Tag Archives: Marina Sirtis

Star Trek: Nemesis (2002, Stuart Baird)

Even though Star Trek: Nemesis is pretty dumb–and it is dumb, not just as a Star Trek movie, but as a movie in and of itself–and it has a lot of problems, the cast gets it through. The cast, the vague “train wreck” quality to some of its missteps (like Jerry Goldsmith either recycling his score from the not “Next Generation” Motion Picture or doing bland action movie music), some surprising pacing competency from otherwise inept director Baird and editor Dallas Puett (Puett’s no good at cutting the action scenes though, which is awkward), it all comes together to be occasionally painful, but ultimately watchable.

The problem with John Logan’s script is the stupidity.

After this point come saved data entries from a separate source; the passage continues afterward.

//! Application state

use common::Config;
use engine::{DashboardService, ProgressionService, RankingService};
use sqlx::PgPool;

/// Shared application state
pub struct AppState {
    pub config: Config,
    pub pool: PgPool,
    pub progression: ProgressionService,
    pub dashboards: DashboardService,
    pub rankings: RankingService,
}

impl AppState {
    pub fn new(config: Config, pool: PgPool) -> Self {
        Self {
            config,
            progression: ProgressionService::new(pool.clone()),
            dashboards: DashboardService::new(pool.clone()),
            rankings: RankingService::new(pool.clone()),
            pool,
        }
    }
}
//! User queries

use common::models::{User, UserRole};
use sqlx::{PgPool, Row};

fn role_from_str(role: &str) -> UserRole {
    match role {
        "INSTRUCTOR" => UserRole::Instructor,
        _ => UserRole::Student,
    }
}

fn map_user(row: &sqlx::postgres::PgRow) -> User {
    User {
        id: row.get("id"),
        name: row.get("name"),
        nickname: row.get("nickname"),
        profile_image: row.get("profile_image"),
        role: role_from_str(row.get::<String, _>("role").as_str()),
        created_at: row.get("created_at"),
    }
}

/// Get user by ID
pub async fn get_by_id(pool: &PgPool, id: i64) -> Result<Option<User>, sqlx::Error> {
    let row = sqlx::query(
        r#"
        SELECT id, name, nickname, profile_image, role, created_at
        FROM users
        WHERE id = $1
        "#,
    )
    .bind(id)
    .fetch_optional(pool)
    .await?;

    Ok(row.as_ref().map(map_user))
}
#[cfg(test)]
mod tests {
    use crate::badges::*;
    use chrono::Utc;
    use common::models::{BadgeAward, BadgeType};

    #[test]
    fn test_every_badge_type_has_catalog_entry() {
        let all = [
            BadgeType::Streak7,
            BadgeType::Streak30,
            BadgeType::Streak100,
            BadgeType::FirstFeedback,
            BadgeType::Feedback10,
            BadgeType::Feedback50,
            BadgeType::Feedback100,
            BadgeType::Post10,
            BadgeType::Comment50,
            BadgeType::Students10,
            BadgeType::Students50,
            BadgeType::Legend,
        ];
        for badge in all {
            let (name, description) = badge_display(badge.as_str());
            assert_ne!((name, description), GENERIC_BADGE, "missing: {}", badge.as_str());
        }
    }

    #[test]
    fn test_unknown_badge_type_falls_back_to_generic() {
        assert_eq!(badge_display("RETIRED_BADGE"), GENERIC_BADGE);
        assert_eq!(badge_display(""), GENERIC_BADGE);
    }

    #[test]
    fn test_streak_badge_display() {
        let (name, _) = badge_display("STREAK_7");
        assert_eq!(name, "일주일 개근");
    }

    #[test]
    fn test_resolve_awards_uses_catalog() {
        let awards = vec![
            BadgeAward {
                user_id: 1,
                badge_type: "LEGEND".to_string(),
                description: "stale stored text".to_string(),
                earned_at: Utc::now(),
            },
            BadgeAward {
                user_id: 1,
                badge_type: "NO_SUCH_TYPE".to_string(),
                description: String::new(),
                earned_at: Utc::now(),
            },
        ];

        let views = resolve_awards(awards);
        assert_eq!(views.len(), 2);
        assert_eq!(views[0].name, "수영 레전드");
        assert_eq!(views[0].description, "레벨 50에 도달했어요");
        assert_eq!(views[1].name, GENERIC_BADGE.0);
    }
}
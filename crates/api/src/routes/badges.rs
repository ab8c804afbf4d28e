//! Badge routes

use axum::{
    extract::{Path, State},
    Json,
};
use serde::{Deserialize, Serialize};
use std::sync::Arc;

use crate::error::{ApiResult, DbResultExt, OptionExt};
use crate::state::AppState;
use common::models::{BadgeType, BadgeView, UserRole};
use engine::badges::resolve_awards;

#[derive(Deserialize)]
pub struct AwardBadgeRequest {
    pub badge_type: BadgeType,
}

#[derive(Serialize)]
pub struct AwardBadgeResponse {
    pub awarded: bool,
}

/// Award a badge to a user if not already held
pub async fn award(
    State(state): State<Arc<AppState>>,
    Path(user_id): Path<i64>,
    Json(body): Json<AwardBadgeRequest>,
) -> ApiResult<Json<AwardBadgeResponse>> {
    db::users::get_by_id(&state.pool, user_id)
        .await
        .db_err()?
        .not_found(format!("User {} not found", user_id))?;

    let awarded = state
        .progression
        .check_and_award_badge(user_id, body.badge_type)
        .await?;

    Ok(Json(AwardBadgeResponse { awarded }))
}

/// List a user's badges, newest first, resolved against the catalog
pub async fn list(
    State(state): State<Arc<AppState>>,
    Path(user_id): Path<i64>,
) -> ApiResult<Json<Vec<BadgeView>>> {
    let awards = db::badges::list_for_user(&state.pool, user_id)
        .await
        .db_err()?;

    Ok(Json(resolve_awards(awards)))
}

/// Run all threshold badge checks for a user, returning newly awarded types
pub async fn check(
    State(state): State<Arc<AppState>>,
    Path(user_id): Path<i64>,
) -> ApiResult<Json<Vec<BadgeType>>> {
    let user = db::users::get_by_id(&state.pool, user_id)
        .await
        .db_err()?
        .not_found(format!("User {} not found", user_id))?;

    let mut awarded = state.progression.check_feedback_badges(user_id).await?;
    awarded.extend(state.progression.check_community_badges(user_id).await?);
    if user.role == UserRole::Instructor {
        awarded.extend(state.progression.check_instructor_badges(user_id).await?);
    }

    Ok(Json(awarded))
}
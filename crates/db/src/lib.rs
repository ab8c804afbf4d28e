//! Database layer for the swim-lesson progression engine

use sqlx::postgres::PgPoolOptions;
use sqlx::PgPool;
use tracing::info;

pub mod badges;
pub mod community;
pub mod feedback;
pub mod lectures;
pub mod progression;
pub mod rankings;
pub mod users;

/// Create a database connection pool
pub async fn create_pool(database_url: &str) -> Result<PgPool, sqlx::Error> {
    info!("Connecting to database...");
    let pool = PgPoolOptions::new()
        .max_connections(10)
        .connect(database_url)
        .await?;
    info!("Database connected");
    Ok(pool)
}

/// Run database migrations from SQL files
pub async fn run_migrations(pool: &PgPool) -> Result<(), sqlx::Error> {
    info!("Running migrations...");

    let migration_sql = include_str!("../../../migrations/001_initial.sql");
    sqlx::raw_sql(migration_sql).execute(pool).await?;

    info!("Migrations complete");
    Ok(())
}
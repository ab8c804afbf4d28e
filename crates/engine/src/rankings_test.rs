#[cfg(test)]
mod tests {
    use crate::rankings::*;
    use db::rankings::{InstructorActivityRow, StudentActivityRow};

    fn student_row(user_id: i64, feedback: i64, posts: i64, comments: i64, likes: i64) -> StudentActivityRow {
        StudentActivityRow {
            user_id,
            name: format!("student-{}", user_id),
            nickname: format!("nick-{}", user_id),
            profile_image: None,
            level: 1,
            feedback_count: feedback,
            post_count: posts,
            comment_count: comments,
            like_count: likes,
        }
    }

    fn instructor_row(user_id: i64, students: i64, feedback: i64) -> InstructorActivityRow {
        InstructorActivityRow {
            user_id,
            name: format!("instructor-{}", user_id),
            nickname: format!("coach-{}", user_id),
            profile_image: None,
            level: 1,
            student_count: students,
            feedback_count: feedback,
            post_count: 0,
            like_count: 0,
        }
    }

    #[test]
    fn test_entries_ordered_descending_with_one_based_ranks() {
        let entries = compose_student_entries(vec![
            student_row(1, 1, 0, 0, 0),  // 10
            student_row(2, 10, 5, 20, 30), // 195
            student_row(3, 2, 0, 0, 0),  // 20
        ]);

        assert_eq!(entries.len(), 3);
        assert_eq!(entries[0].user_id, 2);
        assert_eq!(entries[0].rank, 1);
        assert_eq!(entries[0].score, 195);
        assert_eq!(entries[1].user_id, 3);
        assert_eq!(entries[1].rank, 2);
        assert_eq!(entries[2].user_id, 1);
        assert_eq!(entries[2].rank, 3);
    }

    #[test]
    fn test_zero_scorers_are_dropped() {
        let entries = compose_student_entries(vec![
            student_row(1, 0, 0, 0, 0),
            student_row(2, 1, 0, 0, 0),
        ]);

        assert_eq!(entries.len(), 1);
        assert_eq!(entries[0].user_id, 2);
    }

    #[test]
    fn test_ties_keep_storage_order() {
        let entries = compose_student_entries(vec![
            student_row(1, 1, 0, 0, 0),
            student_row(2, 0, 2, 0, 0),
            student_row(3, 0, 0, 5, 0),
        ]);

        // All score 10; stable sort keeps user id order
        assert_eq!(
            entries.iter().map(|e| e.user_id).collect::<Vec<_>>(),
            vec![1, 2, 3]
        );
    }

    #[test]
    fn test_capped_at_fifty_entries() {
        let rows: Vec<_> = (1..=60).map(|id| student_row(id, id, 0, 0, 0)).collect();
        let entries = compose_student_entries(rows);

        assert_eq!(entries.len(), RANKING_CAP);
        assert_eq!(entries[0].user_id, 60);
        assert_eq!(entries.last().unwrap().rank, 50);
        // user 11 scores 110, rank 50; users 1..=10 fall outside the cap
        assert_eq!(entries.last().unwrap().user_id, 11);
    }

    #[test]
    fn test_student_details_have_comment_count_not_student_count() {
        let entries = compose_student_entries(vec![student_row(1, 1, 2, 3, 4)]);
        assert_eq!(entries[0].details.comment_count, Some(3));
        assert_eq!(entries[0].details.student_count, None);
    }

    #[test]
    fn test_instructor_score_and_details() {
        let entries = compose_instructor_entries(vec![instructor_row(1, 4, 3)]);
        assert_eq!(entries[0].score, 4 * 15 + 3 * 5);
        assert_eq!(entries[0].details.student_count, Some(4));
        assert_eq!(entries[0].details.comment_count, None);
    }

    #[test]
    fn test_my_ranking_found_within_cap() {
        let entries = compose_student_entries(vec![
            student_row(1, 1, 0, 0, 0),
            student_row(2, 2, 0, 0, 0),
        ]);

        let mine = find_my_ranking(&entries, Some(1)).unwrap();
        assert_eq!(mine.user_id, 1);
        assert_eq!(mine.rank, 2);
    }

    #[test]
    fn test_my_ranking_absent_outside_cap() {
        // User 7 scores lowest of 60 students and falls outside the top 50
        let mut rows: Vec<_> = (8..=67).map(|id| student_row(id, id, 0, 0, 0)).collect();
        rows.push(student_row(7, 0, 0, 0, 1));
        let entries = compose_student_entries(rows);

        assert_eq!(entries.len(), RANKING_CAP);
        assert!(find_my_ranking(&entries, Some(7)).is_none());
    }

    #[test]
    fn test_my_ranking_none_without_caller() {
        let entries = compose_student_entries(vec![student_row(1, 1, 0, 0, 0)]);
        assert!(find_my_ranking(&entries, None).is_none());
    }
}
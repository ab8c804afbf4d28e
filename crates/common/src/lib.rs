//! Common types and utilities for the swim-lesson progression engine

pub mod config;
pub mod error;
pub mod models;

pub use config::Config;
pub use error::{Error, Result};
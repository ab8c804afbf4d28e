//! API route handlers

pub mod badges;
pub mod dashboard;
pub mod health;
pub mod progression;
pub mod rankings;
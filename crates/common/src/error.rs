//! Error types

use thiserror::Error;

/// Main error type for the progression engine
#[derive(Error, Debug)]
pub enum Error {
    #[error("Database error: {0}")]
    Database(String),

    #[error("Invalid input: {0}")]
    InvalidInput(String),

    #[error("Configuration error: {0}")]
    Config(String),

    #[error("Not found: {0}")]
    NotFound(String),

    #[error("Internal error: {0}")]
    Internal(String),
}

/// Result type alias
pub type Result<T> = std::result::Result<T, Error>;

There are no good ideas in Nemesis, not Patrick Stewart having a young clone (played, poorly, by Tom Hardy–but, really, he’s acting opposite a bunch of vampires in Dune costume homages), not Brent Spiner discovering a “beta” version of his android character; maybe Jonathan Frakes and Marina Sirtis playing newlyweds is cute, but only because of their chemistry, not because of the writing.

Oddly, Nemesis looks really good. The CG is excellent. Baird’s one attempt at a planetary action sequence–involving dune buggies–is awful, with shockingly bad photography from Jeffrey L. Kimball (who does fine otherwise). The space battle stuff is good. The space establishing shot stuff is terrible.

All the acting is good. From the regular cast, anyway. Stewart’s excellent, Spiner’s good, LeVar Burton’s got a few rather good moments. Even when no one gets anything to do, like Michael Dorn and Gates McFadden. I think Whoopi Goldberg gets more to do in her cameo than McFadden gets to do in the entire picture.

It’s a weird movie, simultaneously hostile to the Star Trek franchise while entirely dependent on the viewer being interested in that franchise (and its characters). And, even though it’s bad, it’s not all bad. Stewart’s perseverance is admirable.

It’d just have been nice if the director had any idea how to shoot any of it, with the exception of the space battles, which were probably all done by the special effects people.

1/4

CREDITS

Directed by Stuart Baird; screenplay by John Logan, based on a story by Logan, Rick Berman and Brent Spiner and on “Star Trek” created by Gene Roddenberry; director of photography, Jeffrey L. Kimball; edited by Dallas Puett; music by Jerry Goldsmith; production designer, Herman F. Zimmerman; produced by Berman; released by Paramount Pictures.

Starring Patrick Stewart (Picard), Jonathan Frakes (Riker), Brent Spiner (Data), LeVar Burton (Geord), Michael Dorn (Worf), Gates McFadden (Beverly), Marina Sirtis (Troi), Tom Hardy (Shinzon), Ron Perlman (Viceroy) and Dina Meyer (Commander Donatra).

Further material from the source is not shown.